WORK REQUEST
The answer must be every line from the entries below that includes "message".

ENTRIES PROVIDED
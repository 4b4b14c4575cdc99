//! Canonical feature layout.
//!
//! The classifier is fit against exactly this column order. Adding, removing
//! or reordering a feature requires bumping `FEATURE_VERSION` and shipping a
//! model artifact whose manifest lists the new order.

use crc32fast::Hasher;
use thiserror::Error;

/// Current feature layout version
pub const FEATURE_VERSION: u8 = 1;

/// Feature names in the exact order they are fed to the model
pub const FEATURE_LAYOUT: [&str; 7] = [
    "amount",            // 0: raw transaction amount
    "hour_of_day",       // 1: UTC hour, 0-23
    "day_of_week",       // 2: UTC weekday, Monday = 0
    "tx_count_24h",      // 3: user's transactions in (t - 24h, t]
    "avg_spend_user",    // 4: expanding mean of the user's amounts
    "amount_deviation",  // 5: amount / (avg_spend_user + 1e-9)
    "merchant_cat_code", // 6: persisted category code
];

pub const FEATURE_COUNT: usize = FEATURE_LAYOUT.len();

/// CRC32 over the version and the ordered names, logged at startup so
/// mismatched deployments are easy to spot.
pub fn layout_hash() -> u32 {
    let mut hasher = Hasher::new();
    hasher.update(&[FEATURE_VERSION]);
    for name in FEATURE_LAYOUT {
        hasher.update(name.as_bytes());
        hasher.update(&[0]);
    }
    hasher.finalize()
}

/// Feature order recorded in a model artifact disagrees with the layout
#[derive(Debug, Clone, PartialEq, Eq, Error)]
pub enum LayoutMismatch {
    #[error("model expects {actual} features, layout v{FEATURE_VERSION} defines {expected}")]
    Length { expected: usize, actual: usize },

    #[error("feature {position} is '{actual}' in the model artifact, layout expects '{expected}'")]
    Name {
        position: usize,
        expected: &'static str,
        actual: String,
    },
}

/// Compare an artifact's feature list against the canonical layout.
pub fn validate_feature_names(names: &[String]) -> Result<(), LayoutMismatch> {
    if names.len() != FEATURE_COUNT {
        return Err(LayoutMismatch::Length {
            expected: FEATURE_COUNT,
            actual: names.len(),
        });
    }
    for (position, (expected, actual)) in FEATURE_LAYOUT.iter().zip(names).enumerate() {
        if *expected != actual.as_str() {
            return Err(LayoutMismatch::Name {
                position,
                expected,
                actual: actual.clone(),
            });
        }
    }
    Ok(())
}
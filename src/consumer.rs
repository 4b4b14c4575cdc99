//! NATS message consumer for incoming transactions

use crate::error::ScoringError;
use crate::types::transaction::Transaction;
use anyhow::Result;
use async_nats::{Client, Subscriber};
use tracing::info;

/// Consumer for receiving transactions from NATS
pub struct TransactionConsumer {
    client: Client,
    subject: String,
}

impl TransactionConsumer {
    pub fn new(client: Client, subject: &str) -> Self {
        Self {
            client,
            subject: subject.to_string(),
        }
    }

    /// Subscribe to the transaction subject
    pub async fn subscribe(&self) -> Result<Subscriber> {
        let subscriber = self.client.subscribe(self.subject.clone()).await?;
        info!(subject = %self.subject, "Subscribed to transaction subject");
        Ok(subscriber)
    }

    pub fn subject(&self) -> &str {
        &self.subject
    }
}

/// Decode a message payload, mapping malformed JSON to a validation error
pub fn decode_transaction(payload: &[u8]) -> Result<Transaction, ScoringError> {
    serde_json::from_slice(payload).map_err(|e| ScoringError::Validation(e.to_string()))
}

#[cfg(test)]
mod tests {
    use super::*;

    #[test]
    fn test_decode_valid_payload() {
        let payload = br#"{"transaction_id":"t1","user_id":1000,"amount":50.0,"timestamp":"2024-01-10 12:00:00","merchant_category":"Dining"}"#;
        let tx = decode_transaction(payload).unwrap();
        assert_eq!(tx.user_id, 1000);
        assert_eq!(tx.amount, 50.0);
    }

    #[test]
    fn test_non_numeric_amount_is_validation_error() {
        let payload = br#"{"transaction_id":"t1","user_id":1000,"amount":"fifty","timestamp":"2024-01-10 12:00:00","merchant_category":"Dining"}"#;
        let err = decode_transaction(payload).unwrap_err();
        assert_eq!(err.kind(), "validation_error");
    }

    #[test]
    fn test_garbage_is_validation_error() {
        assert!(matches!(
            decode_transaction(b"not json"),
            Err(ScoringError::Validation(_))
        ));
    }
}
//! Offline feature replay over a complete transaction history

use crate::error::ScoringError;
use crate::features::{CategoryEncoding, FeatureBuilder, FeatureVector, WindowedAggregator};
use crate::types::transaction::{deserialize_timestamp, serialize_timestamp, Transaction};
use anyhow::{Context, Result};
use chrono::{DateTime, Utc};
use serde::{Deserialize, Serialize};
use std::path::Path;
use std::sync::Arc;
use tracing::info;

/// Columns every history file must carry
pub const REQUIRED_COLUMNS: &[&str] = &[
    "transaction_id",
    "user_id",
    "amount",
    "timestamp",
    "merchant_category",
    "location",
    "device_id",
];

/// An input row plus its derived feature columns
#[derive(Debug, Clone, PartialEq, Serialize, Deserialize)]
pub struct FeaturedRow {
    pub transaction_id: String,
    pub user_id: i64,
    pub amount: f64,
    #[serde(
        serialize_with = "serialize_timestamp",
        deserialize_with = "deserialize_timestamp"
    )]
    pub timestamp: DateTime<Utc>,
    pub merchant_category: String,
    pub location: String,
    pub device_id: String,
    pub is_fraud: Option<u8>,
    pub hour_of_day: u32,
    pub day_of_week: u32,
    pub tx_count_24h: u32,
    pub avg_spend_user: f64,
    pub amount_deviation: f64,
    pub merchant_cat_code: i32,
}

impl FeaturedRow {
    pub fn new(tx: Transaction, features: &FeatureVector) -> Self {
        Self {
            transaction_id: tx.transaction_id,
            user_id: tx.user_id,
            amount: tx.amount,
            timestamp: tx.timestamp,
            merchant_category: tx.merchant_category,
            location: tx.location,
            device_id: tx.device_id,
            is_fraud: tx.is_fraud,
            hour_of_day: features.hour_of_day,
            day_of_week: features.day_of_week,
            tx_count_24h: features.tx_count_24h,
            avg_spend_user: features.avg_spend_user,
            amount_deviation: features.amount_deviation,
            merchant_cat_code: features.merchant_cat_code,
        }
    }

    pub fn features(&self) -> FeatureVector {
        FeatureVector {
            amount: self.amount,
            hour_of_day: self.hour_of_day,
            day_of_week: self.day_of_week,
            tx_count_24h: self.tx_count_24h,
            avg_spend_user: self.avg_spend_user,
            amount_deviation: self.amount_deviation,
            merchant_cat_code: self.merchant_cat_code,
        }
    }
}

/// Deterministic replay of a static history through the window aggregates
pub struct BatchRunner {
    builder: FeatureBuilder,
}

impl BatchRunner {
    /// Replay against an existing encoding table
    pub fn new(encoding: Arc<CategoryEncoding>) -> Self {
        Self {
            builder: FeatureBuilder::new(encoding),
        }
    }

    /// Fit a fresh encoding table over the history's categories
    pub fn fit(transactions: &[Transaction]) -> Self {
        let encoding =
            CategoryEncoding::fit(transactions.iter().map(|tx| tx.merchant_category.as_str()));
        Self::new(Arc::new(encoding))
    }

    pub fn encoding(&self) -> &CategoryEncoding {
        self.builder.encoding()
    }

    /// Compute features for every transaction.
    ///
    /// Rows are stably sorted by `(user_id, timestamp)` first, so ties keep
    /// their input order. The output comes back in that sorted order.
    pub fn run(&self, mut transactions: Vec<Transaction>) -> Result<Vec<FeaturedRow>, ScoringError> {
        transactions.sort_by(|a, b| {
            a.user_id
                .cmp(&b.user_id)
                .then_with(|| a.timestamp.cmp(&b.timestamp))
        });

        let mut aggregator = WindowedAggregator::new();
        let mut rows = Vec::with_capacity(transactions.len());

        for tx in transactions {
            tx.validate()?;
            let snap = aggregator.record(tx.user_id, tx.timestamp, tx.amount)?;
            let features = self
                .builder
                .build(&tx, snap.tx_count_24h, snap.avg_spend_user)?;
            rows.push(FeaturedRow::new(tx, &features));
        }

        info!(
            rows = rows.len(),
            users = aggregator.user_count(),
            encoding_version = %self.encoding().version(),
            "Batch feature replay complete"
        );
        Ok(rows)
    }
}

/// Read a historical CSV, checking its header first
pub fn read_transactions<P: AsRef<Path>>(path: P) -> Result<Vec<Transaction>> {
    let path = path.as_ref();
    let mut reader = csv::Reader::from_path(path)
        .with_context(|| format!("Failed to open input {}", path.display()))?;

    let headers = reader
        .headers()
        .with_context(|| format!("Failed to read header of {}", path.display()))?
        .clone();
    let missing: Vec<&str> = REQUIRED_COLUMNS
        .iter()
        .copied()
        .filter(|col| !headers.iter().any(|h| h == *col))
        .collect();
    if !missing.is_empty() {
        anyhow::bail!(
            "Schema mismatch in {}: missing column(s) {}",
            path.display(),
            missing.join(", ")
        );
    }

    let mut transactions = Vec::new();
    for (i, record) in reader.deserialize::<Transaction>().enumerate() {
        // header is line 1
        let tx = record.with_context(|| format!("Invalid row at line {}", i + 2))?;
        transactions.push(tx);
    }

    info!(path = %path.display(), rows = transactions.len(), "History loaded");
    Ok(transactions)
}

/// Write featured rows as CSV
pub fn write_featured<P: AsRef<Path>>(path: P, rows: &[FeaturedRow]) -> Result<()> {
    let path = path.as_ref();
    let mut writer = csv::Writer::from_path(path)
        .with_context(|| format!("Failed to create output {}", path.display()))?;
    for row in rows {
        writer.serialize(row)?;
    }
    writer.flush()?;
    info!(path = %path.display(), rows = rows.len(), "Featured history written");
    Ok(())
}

OUTPUT OF THE TASK
//! NATS message consumer for incoming transactions
/// Decode a message payload, mapping malformed JSON to a validation error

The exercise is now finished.